A titre subsidiaire, Monsieur BOURKEL fait valoir que, n'ayant disposé, entre le 1er avril 1990 et le 10 octobre 1995, d'aucun contrat écrit de louage de services, soit il travaillait pour l'Etat sans être engagé avec celui-ci dans des liens contractuels, auquel cas sa rémunération serait due en vertu des articles 1370 et suivants du code civil, relatifs à l'enrichissement sans cause et à la gestion d'affaires, non soumis à la prescription de l'article 2277 du même code, soit la décision du 10 octobre 1995 l'ayant autorisé à continuer à travailler pour l'Etat après avoir atteint l'âge de la retraite a rétroactivement requalifié ses prestations comme étant de nature contractuelle, la prescription triennale de l'article 2277, alinéa 1er du code civil ayant alors commencé à courir à partir du 10 octobre 1995 seulement.

Ce moyen laisse d'être fondé dans ses deux branches. Monsieur BOURKEL ayant travaillé pour l'Etat, sans interruption, jusqu'en 1996, il était lié à celui-ci par un contrat d'emploi, et cela même en l'absence d'écrit, la seule conséquence, sans pertinence en l'espèce, ayant pu être celle de la qualification de contrat d'emploi à durée indéterminée du contrat l'ayant lié à l'Etat dès la continuation de ses prestations sans contrat écrit (v. tribunal. adm. 30 juillet 1997, n° 9937 du rôle, Rollmann). La rémunération due entre 1990 et 1996 constitue partant une indemnité qui lui est due comme employé de l'Etat, sous réserve de sa prescription éventuelle, et cela sans que l'autorisation de travail du 10 octobre 1995 ait eu à cet égard un effet rétroactif.
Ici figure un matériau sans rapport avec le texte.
//! Background loop re-asserting nice levels for processes whose profile asked
//! for `proc.nice.watch`. The loop lives while at least one pid is enrolled.

use crate::system;
use std::collections::HashMap;
use std::sync::Arc;
use std::time::Duration;
use tokio::sync::Mutex;
use tracing::{debug, error, info};

#[derive(Default)]
struct RenicerInner {
    /// pid -> (expected nice level, originating request pid)
    pid_nice: HashMap<i32, (i32, i32)>,
    watching: bool,
}

pub struct Renicer {
    interval: f64,
    inner: Mutex<RenicerInner>,
}

pub fn get_priority(pid: i32) -> Option<i32> {
    nix::errno::Errno::clear();
    let res = unsafe { libc::getpriority(libc::PRIO_PROCESS as _, pid as libc::id_t) };
    let errno = std::io::Error::last_os_error().raw_os_error().unwrap_or(0);
    if res == -1 && errno != 0 {
        None
    } else {
        Some(res)
    }
}

pub fn set_priority(pid: i32, level: i32, request_pid: i32) -> bool {
    let res = unsafe { libc::setpriority(libc::PRIO_PROCESS as _, pid as libc::id_t, level) };
    if res == 0 {
        info!("process {pid} nice level changed to '{level}' (request={request_pid})");
        true
    } else {
        error!("could not change process {pid} nice level to {level} (request={request_pid})");
        false
    }
}

impl Renicer {
    pub fn new(interval: f64) -> Self {
        Self {
            interval,
            inner: Mutex::new(RenicerInner::default()),
        }
    }

    /// Enrolls a pid; returns false when it is already monitored.
    pub async fn add(&self, pid: i32, nice_level: i32, request_pid: i32) -> bool {
        let mut inner = self.inner.lock().await;
        if inner.pid_nice.contains_key(&pid) {
            debug!("process {pid} nice level is already being monitored (request={request_pid})");
            return false;
        }
        inner.pid_nice.insert(pid, (nice_level, request_pid));
        info!("process {pid} nice level will be monitored (request={request_pid})");
        true
    }

    pub async fn is_watching(&self) -> bool {
        self.inner.lock().await.watching
    }

    /// Spawns the monitoring loop when not already running.
    pub async fn watch(self: Arc<Self>) -> bool {
        let mut inner = self.inner.lock().await;
        if inner.watching || inner.pid_nice.is_empty() {
            return false;
        }
        inner.watching = true;
        drop(inner);

        tokio::spawn(async move {
            self.run_loop().await;
        });
        true
    }

    async fn run_loop(&self) {
        loop {
            let pids_alive = system::read_current_pids();
            {
                let mut inner = self.inner.lock().await;
                let mut dead = Vec::new();

                for (pid, (level, request_pid)) in &inner.pid_nice {
                    if !pids_alive.contains(pid) {
                        dead.push(*pid);
                        continue;
                    }
                    let current = get_priority(*pid);
                    if current != Some(*level) {
                        debug!(
                            "process {pid} current nice level ({current:?}) differs from expected ({level}) \
                             (request={request_pid})"
                        );
                        set_priority(*pid, *level, *request_pid);
                    }
                }

                if !dead.is_empty() {
                    for pid in &dead {
                        inner.pid_nice.remove(pid);
                    }
                    debug!(
                        "stop monitoring the nice level of processes: {}",
                        dead.iter().map(|p| p.to_string()).collect::<Vec<_>>().join(", ")
                    );
                }

                if inner.pid_nice.is_empty() {
                    inner.watching = false;
                    break;
                }
            }

            tokio::time::sleep(Duration::from_secs_f64(self.interval.max(0.1))).await;
        }
        debug!("stopped monitoring nice levels");
    }
}

#[cfg(test)]
mod tests {
    use super::*;

    #[test]
    fn own_priority_is_readable() {
        let pid = std::process::id() as i32;
        assert!(get_priority(pid).is_some());
    }

    #[test]
    fn unknown_pid_has_no_priority() {
        assert_eq!(get_priority(-12345), None);
    }

    #[tokio::test]
    async fn add_refuses_duplicates() {
        let renicer = Renicer::new(5.0);
        assert!(renicer.add(99999, 0, 1).await);
        assert!(!renicer.add(99999, -5, 1).await);
    }

    #[tokio::test]
    async fn nice_level_converges_for_live_processes() {
        let mut child = std::process::Command::new("sleep")
            .arg("5")
            .spawn()
            .expect("spawn sleep");
        let pid = child.id() as i32;
        let current = get_priority(pid).expect("child priority");
        // raising the nice level never needs privileges
        let target = (current + 2).min(19);

        let renicer = Arc::new(Renicer::new(0.1));
        renicer.add(pid, target, 1).await;
        assert!(renicer.clone().watch().await);

        let mut converged = false;
        for _ in 0..20 {
            tokio::time::sleep(Duration::from_millis(50)).await;
            if get_priority(pid) == Some(target) {
                converged = true;
                break;
            }
        }
        let _ = child.kill();
        let _ = child.wait();
        assert!(converged, "nice level did not converge to {target}");
    }

    #[tokio::test]
    async fn loop_exits_when_all_pids_die() {
        let renicer = Arc::new(Renicer::new(0.05));
        // enroll a pid that is guaranteed dead
        renicer.add(i32::MAX - 1, 0, 1).await;
        assert!(renicer.clone().watch().await);
        tokio::time::sleep(Duration::from_millis(300)).await;
        assert!(!renicer.is_watching().await);
    }
}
Monsieur BOURKEL se prévaut encore de l'article 2248 du code civil qui dispose que la prescription est interrompue par la reconnaissance que le débiteur ou le possesseur fait du droit de celui contre lequel il prescrivait. Il fait exposer que le 1er juin 1995, Monsieur André WILMES, inspecteur principal premier en rang au ministère de l'Education nationale et de la Formation professionnelle aurait, dans un entretien téléphonique avec son mandataire, reconnu que ses rémunérations n'avaient pas été versées suite à une erreur administrative et que sa situation financière allait être redressée. Il offre en preuve ce fait par l'audition de Monsieur WILMES comme témoin.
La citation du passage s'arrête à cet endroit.